Though Puzder was raised Catholic, it was law school, and specifically a discussion on Roe v Wade, that triggered his interest in the anti-abortion movement. Puzder was “appalled” by the legal underpinning of Roe, and spent years searching for the right argument to challenge, according to a 1989 Washington Post article.
“My impression was that he was generally opposed to abortion because he thought the law was wrong,” said Samuel Lee, one of the activists Puzder represented in court, who is now an anti-abortion lobbyist in Missouri. “But the more he got involved with the pro-life group, he was naturally attracted to it. He was absolutely a part of the movement.”
In 1983, Puzder had the idea to define when life began in statute. Together he and Lee worked with their partners in the state legislature to draft a bill, which included in the preamble a declaration that “life begins at conception”. It also included provisions that banned the use of public money for an abortion and required physicians to perform “fetal viability tests” on women who were 20 weeks pregnant.
“My goal was to switch the discussion from whether abortion was a privacy issue or a woman’s rights issue to whether it is the taking of another life,” Puzder told the St Louis Post-Dispatch in 1989.
The bill slid through the legislature, and was signed into law. Just as they hoped, abortion rights activists challenged the law in court. The law pinged its way through the legal system and in 1989 the supreme court agreed to hear the case, Webster v Reproductive Health Services.
The ruling upholding the law roiled both sides of the culture war over abortion. While the law’s impact on abortion access was relatively muted, it revealed a major vulnerability in Roe that neither side had expected.
On the question of the law’s preamble, the justices found that the court did not need to consider its constitutionality as it was not written to restrict abortion.
In a scathing dissent, Justice Harry Blackmun, who wrote the 5-4 majority opinion in Roe v Wade, said the majority decision in Webster was “filled with winks, and nods, and knowing glances to those who would do away with Roe explicitly”.
And that’s exactly how anti-abortion activists viewed the decision. Clarke Forsythe, acting president of Americans United for Life, and senior counsel, called it a “green light” for states to begin writing laws that chipped away at abortion access and coverage.

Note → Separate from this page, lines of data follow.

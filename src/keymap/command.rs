//! Command enum representing all executable editor actions
//!
//! Commands are the bridge between keybindings and the message system.
//! Each command maps to one or more `Msg` values for the Elm-style update loop.

use crate::messages::{AppMsg, Direction, DocumentMsg, EditorMsg, Msg};
use crate::model::Mode;

/// All executable editor commands that can be bound to keys
#[derive(Debug, Clone, Copy, PartialEq, Eq, Hash)]
pub enum Command {
    // ========================================================================
    // Cursor Movement
    // ========================================================================
    /// Move cursor up one line
    MoveCursorUp,
    /// Move cursor down one line
    MoveCursorDown,
    /// Move cursor left one character
    MoveCursorLeft,
    /// Move cursor right one character
    MoveCursorRight,
    /// Move cursor to start of line
    MoveCursorLineStart,
    /// Move cursor to end of line
    MoveCursorLineEnd,
    /// Move cursor left by word
    MoveCursorWordLeft,
    /// Move cursor right by word
    MoveCursorWordRight,
    /// Move cursor left by big word (whitespace-delimited)
    MoveCursorBigWordLeft,
    /// Move cursor right by big word (whitespace-delimited)
    MoveCursorBigWordRight,
    /// Move cursor up by half a page
    HalfPageUp,
    /// Move cursor down by half a page
    HalfPageDown,
    /// Move cursor up by page
    PageUp,
    /// Move cursor down by page
    PageDown,

    // ========================================================================
    // Text Editing
    // ========================================================================
    /// Insert a newline at cursor
    InsertNewline,
    /// Delete character before cursor (backspace)
    DeleteBackward,
    /// Delete character at cursor (delete)
    DeleteForward,

    // ========================================================================
    // Modes
    // ========================================================================
    /// Switch to insert mode
    EnterInsertMode,
    /// Switch to normal mode
    EnterNormalMode,

    // ========================================================================
    // File Operations
    // ========================================================================
    /// Save current file
    SaveFile,
    /// Quit application
    Quit,

    // ========================================================================
    // Special
    // ========================================================================
    /// Explicitly unbound - disables a default binding
    Unbound,
}

impl Command {
    /// Every command, in declaration order
    pub const ALL: [Command; 22] = [
        Command::MoveCursorUp,
        Command::MoveCursorDown,
        Command::MoveCursorLeft,
        Command::MoveCursorRight,
        Command::MoveCursorLineStart,
        Command::MoveCursorLineEnd,
        Command::MoveCursorWordLeft,
        Command::MoveCursorWordRight,
        Command::MoveCursorBigWordLeft,
        Command::MoveCursorBigWordRight,
        Command::HalfPageUp,
        Command::HalfPageDown,
        Command::PageUp,
        Command::PageDown,
        Command::InsertNewline,
        Command::DeleteBackward,
        Command::DeleteForward,
        Command::EnterInsertMode,
        Command::EnterNormalMode,
        Command::SaveFile,
        Command::Quit,
        Command::Unbound,
    ];

    /// Convert this command to message(s) for the Elm update loop
    ///
    /// Returns a Vec so that compound commands stay expressible.
    pub fn to_msgs(self) -> Vec<Msg> {
        use Command::*;

        match self {
            // Cursor movement
            MoveCursorUp => vec![Msg::Editor(EditorMsg::MoveCursor(Direction::Up))],
            MoveCursorDown => vec![Msg::Editor(EditorMsg::MoveCursor(Direction::Down))],
            MoveCursorLeft => vec![Msg::Editor(EditorMsg::MoveCursor(Direction::Left))],
            MoveCursorRight => vec![Msg::Editor(EditorMsg::MoveCursor(Direction::Right))],
            MoveCursorLineStart => vec![Msg::Editor(EditorMsg::MoveCursorLineStart)],
            MoveCursorLineEnd => vec![Msg::Editor(EditorMsg::MoveCursorLineEnd)],
            MoveCursorWordLeft => {
                vec![Msg::Editor(EditorMsg::MoveCursorWord(Direction::Left))]
            }
            MoveCursorWordRight => {
                vec![Msg::Editor(EditorMsg::MoveCursorWord(Direction::Right))]
            }
            MoveCursorBigWordLeft => {
                vec![Msg::Editor(EditorMsg::MoveCursorBigWord(Direction::Left))]
            }
            MoveCursorBigWordRight => {
                vec![Msg::Editor(EditorMsg::MoveCursorBigWord(Direction::Right))]
            }
            HalfPageUp => vec![Msg::Editor(EditorMsg::HalfPageUp)],
            HalfPageDown => vec![Msg::Editor(EditorMsg::HalfPageDown)],
            PageUp => vec![Msg::Editor(EditorMsg::PageUp)],
            PageDown => vec![Msg::Editor(EditorMsg::PageDown)],

            // Text editing
            InsertNewline => vec![Msg::Document(DocumentMsg::InsertNewline)],
            DeleteBackward => vec![Msg::Document(DocumentMsg::DeleteBackward)],
            DeleteForward => vec![Msg::Document(DocumentMsg::DeleteForward)],

            // Modes
            EnterInsertMode => vec![Msg::App(AppMsg::SetMode(Mode::Insert))],
            EnterNormalMode => vec![Msg::App(AppMsg::SetMode(Mode::Normal))],

            // File operations
            SaveFile => vec![Msg::App(AppMsg::SaveFile)],
            Quit => vec![Msg::App(AppMsg::Quit)],

            Unbound => vec![], // Explicitly does nothing
        }
    }

    /// Name used in keymap files
    pub fn name(self) -> &'static str {
        use Command::*;

        match self {
            MoveCursorUp => "MoveCursorUp",
            MoveCursorDown => "MoveCursorDown",
            MoveCursorLeft => "MoveCursorLeft",
            MoveCursorRight => "MoveCursorRight",
            MoveCursorLineStart => "MoveCursorLineStart",
            MoveCursorLineEnd => "MoveCursorLineEnd",
            MoveCursorWordLeft => "MoveCursorWordLeft",
            MoveCursorWordRight => "MoveCursorWordRight",
            MoveCursorBigWordLeft => "MoveCursorBigWordLeft",
            MoveCursorBigWordRight => "MoveCursorBigWordRight",
            HalfPageUp => "HalfPageUp",
            HalfPageDown => "HalfPageDown",
            PageUp => "PageUp",
            PageDown => "PageDown",
            InsertNewline => "InsertNewline",
            DeleteBackward => "DeleteBackward",
            DeleteForward => "DeleteForward",
            EnterInsertMode => "EnterInsertMode",
            EnterNormalMode => "EnterNormalMode",
            SaveFile => "SaveFile",
            Quit => "Quit",
            Unbound => "Unbound",
        }
    }

    /// Get a display name for this command
    pub fn display_name(self) -> &'static str {
        use Command::*;

        match self {
            MoveCursorUp => "Move Cursor Up",
            MoveCursorDown => "Move Cursor Down",
            MoveCursorLeft => "Move Cursor Left",
            MoveCursorRight => "Move Cursor Right",
            MoveCursorLineStart => "Move to Line Start",
            MoveCursorLineEnd => "Move to Line End",
            MoveCursorWordLeft => "Move Word Left",
            MoveCursorWordRight => "Move Word Right",
            MoveCursorBigWordLeft => "Move WORD Left",
            MoveCursorBigWordRight => "Move WORD Right",
            HalfPageUp => "Half Page Up",
            HalfPageDown => "Half Page Down",
            PageUp => "Page Up",
            PageDown => "Page Down",

            InsertNewline => "Insert Newline",
            DeleteBackward => "Delete Backward",
            DeleteForward => "Delete Forward",

            EnterInsertMode => "Insert Mode",
            EnterNormalMode => "Normal Mode",

            SaveFile => "Save File",
            Quit => "Quit",

            Unbound => "Unbound",
        }
    }
}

“It opened the door more clearly to parental notice legislation, ultrasound legislation, viability testing legislation, preamble laws, laws in which the states affirmatively recognize the personhood,” Forsythe said. “It was a turning point.”
On Wednesday, before Puzder withdrew his nomination, Democrats and liberal groups held a press conference to raise questions about his record on women’s rights, citing his leadership on the Missouri law, among concerns over his opposition to raising the minimum wage, allegations of widespread workplace sexual harassment in his restaurants and criticism of the company’s highly sexualized advertising campaigns.
Vicki Shabo, vice-president at the National Partnership for Women and Families, said on Wednesday that Puzder’s confirmation would be an “outright attack” on women’s and workers’ rights.
Had he been confirmed, Puzder would have joined an administration that is strongly opposed to abortion and has expressly stated its intention to reverse Roe v Wade.
“I think as far as getting people to think about this issue, and getting the court to turn around, it was immensely successful,” Puzder told the Washington Post in 1989, “beyond my wildest dreams.”